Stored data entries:
————
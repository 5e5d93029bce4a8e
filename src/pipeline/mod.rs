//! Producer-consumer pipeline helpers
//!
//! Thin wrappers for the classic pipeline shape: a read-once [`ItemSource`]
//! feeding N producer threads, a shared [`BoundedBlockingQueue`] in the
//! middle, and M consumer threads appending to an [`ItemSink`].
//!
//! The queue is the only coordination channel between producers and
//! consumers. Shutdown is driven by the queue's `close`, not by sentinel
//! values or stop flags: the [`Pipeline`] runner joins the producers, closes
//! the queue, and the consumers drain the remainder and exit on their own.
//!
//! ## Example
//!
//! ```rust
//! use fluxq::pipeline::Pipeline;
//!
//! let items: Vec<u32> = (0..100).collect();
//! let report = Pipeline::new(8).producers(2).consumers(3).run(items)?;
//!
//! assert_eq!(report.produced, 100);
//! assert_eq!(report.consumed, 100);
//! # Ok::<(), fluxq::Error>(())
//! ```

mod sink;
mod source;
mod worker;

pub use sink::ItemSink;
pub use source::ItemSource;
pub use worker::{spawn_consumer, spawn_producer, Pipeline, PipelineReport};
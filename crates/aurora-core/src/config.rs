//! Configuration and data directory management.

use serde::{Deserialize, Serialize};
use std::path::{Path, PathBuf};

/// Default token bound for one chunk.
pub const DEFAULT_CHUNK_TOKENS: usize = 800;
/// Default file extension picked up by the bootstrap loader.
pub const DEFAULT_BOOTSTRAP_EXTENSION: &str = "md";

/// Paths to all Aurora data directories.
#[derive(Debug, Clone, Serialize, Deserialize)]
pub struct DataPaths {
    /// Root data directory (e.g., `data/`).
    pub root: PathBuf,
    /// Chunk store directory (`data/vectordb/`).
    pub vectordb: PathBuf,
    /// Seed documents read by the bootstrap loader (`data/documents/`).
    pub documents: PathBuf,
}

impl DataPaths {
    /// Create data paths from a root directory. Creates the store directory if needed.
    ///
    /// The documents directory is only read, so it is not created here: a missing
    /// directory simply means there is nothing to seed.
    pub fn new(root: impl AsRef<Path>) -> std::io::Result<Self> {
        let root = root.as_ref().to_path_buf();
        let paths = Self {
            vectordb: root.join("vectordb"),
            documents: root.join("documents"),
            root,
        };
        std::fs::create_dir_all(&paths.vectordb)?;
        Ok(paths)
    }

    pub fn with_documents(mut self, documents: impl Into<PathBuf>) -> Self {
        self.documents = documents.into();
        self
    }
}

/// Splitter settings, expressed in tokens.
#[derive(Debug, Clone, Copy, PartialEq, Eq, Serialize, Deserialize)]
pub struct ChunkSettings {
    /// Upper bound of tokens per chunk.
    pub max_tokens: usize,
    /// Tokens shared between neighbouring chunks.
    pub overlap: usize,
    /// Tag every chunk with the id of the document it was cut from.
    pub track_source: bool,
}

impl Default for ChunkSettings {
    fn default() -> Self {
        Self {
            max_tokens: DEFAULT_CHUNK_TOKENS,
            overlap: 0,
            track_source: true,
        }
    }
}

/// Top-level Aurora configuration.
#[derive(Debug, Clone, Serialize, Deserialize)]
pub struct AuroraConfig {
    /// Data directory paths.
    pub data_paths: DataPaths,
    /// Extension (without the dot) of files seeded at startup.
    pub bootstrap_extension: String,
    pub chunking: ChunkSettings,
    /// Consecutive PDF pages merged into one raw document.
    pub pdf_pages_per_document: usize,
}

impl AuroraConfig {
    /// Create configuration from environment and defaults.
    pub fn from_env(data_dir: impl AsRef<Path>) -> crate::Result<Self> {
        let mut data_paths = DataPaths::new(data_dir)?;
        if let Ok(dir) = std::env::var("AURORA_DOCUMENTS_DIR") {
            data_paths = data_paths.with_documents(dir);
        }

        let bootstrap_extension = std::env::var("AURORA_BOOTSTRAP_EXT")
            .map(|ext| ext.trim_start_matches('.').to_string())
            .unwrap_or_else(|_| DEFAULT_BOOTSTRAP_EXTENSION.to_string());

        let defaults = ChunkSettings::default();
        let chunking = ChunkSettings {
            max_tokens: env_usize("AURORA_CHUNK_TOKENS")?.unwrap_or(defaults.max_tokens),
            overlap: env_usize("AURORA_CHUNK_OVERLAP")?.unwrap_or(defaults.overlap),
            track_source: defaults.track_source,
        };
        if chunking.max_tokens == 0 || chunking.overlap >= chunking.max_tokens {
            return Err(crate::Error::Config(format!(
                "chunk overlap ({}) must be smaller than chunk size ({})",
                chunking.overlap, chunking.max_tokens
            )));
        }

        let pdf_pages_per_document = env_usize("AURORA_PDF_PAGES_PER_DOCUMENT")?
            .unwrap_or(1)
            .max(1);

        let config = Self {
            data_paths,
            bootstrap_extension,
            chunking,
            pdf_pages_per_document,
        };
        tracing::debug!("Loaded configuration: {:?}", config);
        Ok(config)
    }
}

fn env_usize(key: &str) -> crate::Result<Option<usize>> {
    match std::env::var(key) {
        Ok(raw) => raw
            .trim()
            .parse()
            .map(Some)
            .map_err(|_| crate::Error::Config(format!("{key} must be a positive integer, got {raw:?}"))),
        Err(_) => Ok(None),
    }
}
————
Exercise
Look above for the line with "filename src/pipeline/mod.rs"; retype exactly that line, every line after it up to the line with "pub use sink::ItemSink;", and that line too, nothing else.

Reply to the task
filename src/pipeline/mod.rs
//! Producer-consumer pipeline helpers
//!
//! Thin wrappers for the classic pipeline shape: a read-once [`ItemSource`]
//! feeding N producer threads, a shared [`BoundedBlockingQueue`] in the
//! middle, and M consumer threads appending to an [`ItemSink`].
//!
//! The queue is the only coordination channel between producers and
//! consumers. Shutdown is driven by the queue's `close`, not by sentinel
//! values or stop flags: the [`Pipeline`] runner joins the producers, closes
//! the queue, and the consumers drain the remainder and exit on their own.
//!
//! ## Example
//!
//! ```rust
//! use fluxq::pipeline::Pipeline;
//!
//! let items: Vec<u32> = (0..100).collect();
//! let report = Pipeline::new(8).producers(2).consumers(3).run(items)?;
//!
//! assert_eq!(report.produced, 100);
//! assert_eq!(report.consumed, 100);
//! # Ok::<(), fluxq::Error>(())
//! ```

mod sink;
mod source;
mod worker;

pub use sink::ItemSink;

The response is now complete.